▶ _Source material_:
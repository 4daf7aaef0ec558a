pub mod bcvalue;
pub mod host;
pub mod interp;
pub mod program;
pub mod resolve;

pub use bcvalue::{bc_to_value, value_to_bc, BcDictValue, BcStructValue, BcValue, BcVectorValue};
pub use host::{default_host_defs, default_host_registry, HostContext, HostFunction, HostRegistry};
pub use interp::{construct_value_from_typeid, run_program, Interpreter, StatementResult};
pub use program::BcProgram;
pub use resolve::resolve_program;
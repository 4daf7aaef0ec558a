use std::fmt;
use std::rc::Rc;

use crate::error::FloydError;

/// One member of a struct definition: a declared type and a name.
#[derive(Debug, Clone, PartialEq, Eq, Hash)]
pub struct Member {
    pub member_type: TypeDesc,
    pub name: String,
}

impl Member {
    pub fn new(member_type: TypeDesc, name: impl Into<String>) -> Self {
        Member {
            member_type,
            name: name.into(),
        }
    }
}

/// A struct definition: an ordered member list. Two struct types are the
/// same exact type iff their definitions are equal (structural).
#[derive(Debug, Clone, PartialEq, Eq, Hash)]
pub struct StructDef {
    pub members: Vec<Member>,
}

impl StructDef {
    pub fn new(members: Vec<Member>) -> Self {
        StructDef { members }
    }

    /// Index of the member with the given name, if any.
    pub fn find_member(&self, name: &str) -> Option<usize> {
        self.members.iter().position(|m| m.name == name)
    }
}

/// A closed description of a Floyd type.
///
/// `Unresolved` carries a type identifier that semantic analysis has not
/// yet replaced with a concrete type; everything downstream of resolution
/// must reject it.
#[derive(Debug, Clone, PartialEq, Eq, Hash)]
pub enum TypeDesc {
    Undefined,
    Any,
    Void,
    Bool,
    Int,
    Double,
    String,
    Json,
    Typeid,
    Struct(Rc<StructDef>),
    Vector(Box<TypeDesc>),
    Dict(Box<TypeDesc>),
    Function {
        ret: Box<TypeDesc>,
        params: Vec<TypeDesc>,
    },
    Unresolved(String),
}

impl TypeDesc {
    pub fn make_vector(element_type: TypeDesc) -> TypeDesc {
        TypeDesc::Vector(Box::new(element_type))
    }

    pub fn make_dict(value_type: TypeDesc) -> TypeDesc {
        TypeDesc::Dict(Box::new(value_type))
    }

    pub fn make_function(ret: TypeDesc, params: Vec<TypeDesc>) -> TypeDesc {
        TypeDesc::Function {
            ret: Box::new(ret),
            params,
        }
    }

    pub fn make_struct(def: Rc<StructDef>) -> TypeDesc {
        TypeDesc::Struct(def)
    }

    pub fn is_undefined(&self) -> bool {
        matches!(self, TypeDesc::Undefined)
    }

    /// True iff no `Unresolved` identifier appears anywhere in this type.
    pub fn is_resolved(&self) -> bool {
        match self {
            TypeDesc::Unresolved(_) => false,
            TypeDesc::Struct(def) => def.members.iter().all(|m| m.member_type.is_resolved()),
            TypeDesc::Vector(e) => e.is_resolved(),
            TypeDesc::Dict(v) => v.is_resolved(),
            TypeDesc::Function { ret, params } => {
                ret.is_resolved() && params.iter().all(|p| p.is_resolved())
            }
            _ => true,
        }
    }

    /// The element type of a vector, or an error.
    pub fn vector_element_type(&self) -> Result<&TypeDesc, FloydError> {
        match self {
            TypeDesc::Vector(e) => Ok(e),
            other => Err(FloydError::type_mismatch("vector", other.to_string())),
        }
    }

    /// The value type of a dict, or an error.
    pub fn dict_value_type(&self) -> Result<&TypeDesc, FloydError> {
        match self {
            TypeDesc::Dict(v) => Ok(v),
            other => Err(FloydError::type_mismatch("dict", other.to_string())),
        }
    }

    /// The struct definition, or an error.
    pub fn struct_def(&self) -> Result<&Rc<StructDef>, FloydError> {
        match self {
            TypeDesc::Struct(def) => Ok(def),
            other => Err(FloydError::type_mismatch("struct", other.to_string())),
        }
    }

    /// The return type of a function type, or an error.
    pub fn function_return_type(&self) -> Result<&TypeDesc, FloydError> {
        match self {
            TypeDesc::Function { ret, .. } => Ok(ret),
            other => Err(FloydError::type_mismatch("function", other.to_string())),
        }
    }

    /// The parameter types of a function type, or an error.
    pub fn function_params(&self) -> Result<&[TypeDesc], FloydError> {
        match self {
            TypeDesc::Function { params, .. } => Ok(params),
            other => Err(FloydError::type_mismatch("function", other.to_string())),
        }
    }
}

impl fmt::Display for TypeDesc {
    fn fmt(&self, f: &mut fmt::Formatter<'_>) -> fmt::Result {
        match self {
            TypeDesc::Undefined => write!(f, "undef"),
            TypeDesc::Any => write!(f, "any"),
            TypeDesc::Void => write!(f, "void"),
            TypeDesc::Bool => write!(f, "bool"),
            TypeDesc::Int => write!(f, "int"),
            TypeDesc::Double => write!(f, "double"),
            TypeDesc::String => write!(f, "string"),
            TypeDesc::Json => write!(f, "json"),
            TypeDesc::Typeid => write!(f, "typeid"),
            TypeDesc::Struct(def) => {
                write!(f, "struct {{")?;
                for (i, m) in def.members.iter().enumerate() {
                    if i > 0 {
                        write!(f, " ")?;
                    }
                    write!(f, "{} {};", m.member_type, m.name)?;
                }
                write!(f, "}}")
            }
            TypeDesc::Vector(e) => write!(f, "[{e}]"),
            TypeDesc::Dict(v) => write!(f, "[string:{v}]"),
            TypeDesc::Function { ret, params } => {
                write!(f, "func {ret}(")?;
                for (i, p) in params.iter().enumerate() {
                    if i > 0 {
                        write!(f, ",")?;
                    }
                    write!(f, "{p}")?;
                }
                write!(f, ")")
            }
            TypeDesc::Unresolved(name) => write!(f, "#{name}"),
        }
    }
}

/// Controls how unresolved type identifiers are encoded.
///
/// Front-end passes exchange ASTs that may still contain unresolved
/// identifiers (`Preserve`); the execution boundary only ever sees fully
/// resolved types (`Resolved`, which treats an unresolved identifier as a
/// fatal error).
#[derive(Debug, Clone, Copy, PartialEq, Eq)]
pub enum TypeJsonMode {
    Resolved,
    Preserve,
}

/// Encode a type descriptor as its JSON form.
pub fn typedesc_to_json(
    t: &TypeDesc,
    mode: TypeJsonMode,
) -> Result<serde_json::Value, FloydError> {
    use serde_json::Value as J;
    let tag = |s: &str| Ok(J::String(s.to_string()));
    match t {
        TypeDesc::Undefined => tag("^undef"),
        TypeDesc::Any => tag("^any"),
        TypeDesc::Void => tag("^void"),
        TypeDesc::Bool => tag("^bool"),
        TypeDesc::Int => tag("^int"),
        TypeDesc::Double => tag("^double"),
        TypeDesc::String => tag("^string"),
        TypeDesc::Json => tag("^json"),
        TypeDesc::Typeid => tag("^typeid"),
        TypeDesc::Vector(e) => Ok(J::Array(vec![
            J::String("vector".to_string()),
            typedesc_to_json(e, mode)?,
        ])),
        TypeDesc::Dict(v) => Ok(J::Array(vec![
            J::String("dict".to_string()),
            typedesc_to_json(v, mode)?,
        ])),
        TypeDesc::Struct(def) => {
            let members: Result<Vec<J>, FloydError> = def
                .members
                .iter()
                .map(|m| {
                    Ok(J::Array(vec![
                        typedesc_to_json(&m.member_type, mode)?,
                        J::String(m.name.clone()),
                    ]))
                })
                .collect();
            Ok(J::Array(vec![
                J::String("struct".to_string()),
                J::Array(members?),
            ]))
        }
        TypeDesc::Function { ret, params } => {
            let params: Result<Vec<J>, FloydError> =
                params.iter().map(|p| typedesc_to_json(p, mode)).collect();
            Ok(J::Array(vec![
                J::String("func".to_string()),
                typedesc_to_json(ret, mode)?,
                J::Array(params?),
            ]))
        }
        TypeDesc::Unresolved(name) => match mode {
            TypeJsonMode::Preserve => tag(&format!("#{name}")),
            TypeJsonMode::Resolved => Err(FloydError::decode(format!(
                "unresolved type identifier '{name}' in resolved-mode type"
            ))),
        },
    }
}

/// Decode a type descriptor from its JSON form. Accepts both tag modes; a
/// leading `#` always decodes to `Unresolved`.
pub fn typedesc_from_json(json: &serde_json::Value) -> Result<TypeDesc, FloydError> {
    use serde_json::Value as J;
    match json {
        J::String(s) => match s.as_str() {
            "^undef" => Ok(TypeDesc::Undefined),
            "^any" => Ok(TypeDesc::Any),
            "^void" => Ok(TypeDesc::Void),
            "^bool" => Ok(TypeDesc::Bool),
            "^int" => Ok(TypeDesc::Int),
            "^double" => Ok(TypeDesc::Double),
            "^string" => Ok(TypeDesc::String),
            "^json" => Ok(TypeDesc::Json),
            "^typeid" => Ok(TypeDesc::Typeid),
            other => {
                if let Some(name) = other.strip_prefix('#') {
                    Ok(TypeDesc::Unresolved(name.to_string()))
                } else {
                    Err(FloydError::decode(format!("unknown type tag '{other}'")))
                }
            }
        },
        J::Array(items) => {
            let tag = items
                .first()
                .and_then(|v| v.as_str())
                .ok_or_else(|| FloydError::decode("type array without string tag"))?;
            match tag {
                "vector" => {
                    check_arity(items, 2, "vector type")?;
                    Ok(TypeDesc::make_vector(typedesc_from_json(&items[1])?))
                }
                "dict" => {
                    check_arity(items, 2, "dict type")?;
                    Ok(TypeDesc::make_dict(typedesc_from_json(&items[1])?))
                }
                "struct" => {
                    check_arity(items, 2, "struct type")?;
                    let members_json = items[1]
                        .as_array()
                        .ok_or_else(|| FloydError::decode("struct members must be an array"))?;
                    let mut members = Vec::with_capacity(members_json.len());
                    for m in members_json {
                        let pair = m
                            .as_array()
                            .filter(|a| a.len() == 2)
                            .ok_or_else(|| FloydError::decode("struct member must be [TYPE, name]"))?;
                        let member_type = typedesc_from_json(&pair[0])?;
                        let name = pair[1]
                            .as_str()
                            .ok_or_else(|| FloydError::decode("struct member name must be a string"))?;
                        members.push(Member::new(member_type, name));
                    }
                    Ok(TypeDesc::make_struct(Rc::new(StructDef::new(members))))
                }
                "func" => {
                    check_arity(items, 3, "func type")?;
                    let ret = typedesc_from_json(&items[1])?;
                    let params_json = items[2]
                        .as_array()
                        .ok_or_else(|| FloydError::decode("func params must be an array"))?;
                    let params: Result<Vec<TypeDesc>, FloydError> =
                        params_json.iter().map(typedesc_from_json).collect();
                    Ok(TypeDesc::make_function(ret, params?))
                }
                other => Err(FloydError::decode(format!("unknown type tag '{other}'"))),
            }
        }
        other => Err(FloydError::decode(format!(
            "cannot decode type from {other}"
        ))),
    }
}

fn check_arity(items: &[serde_json::Value], expected: usize, what: &str) -> Result<(), FloydError> {
    if items.len() != expected {
        return Err(FloydError::decode(format!(
            "{what} expects {expected} elements, got {}",
            items.len()
        )));
    }
    Ok(())
}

▶ _About this task_: Search the lines above for the string "types" and copy each line that has it.

▶ _Written answer_:
/// A struct definition: an ordered member list. Two struct types are the
    /// The parameter types of a function type, or an error.
/// resolved types (`Resolved`, which treats an unresolved identifier as a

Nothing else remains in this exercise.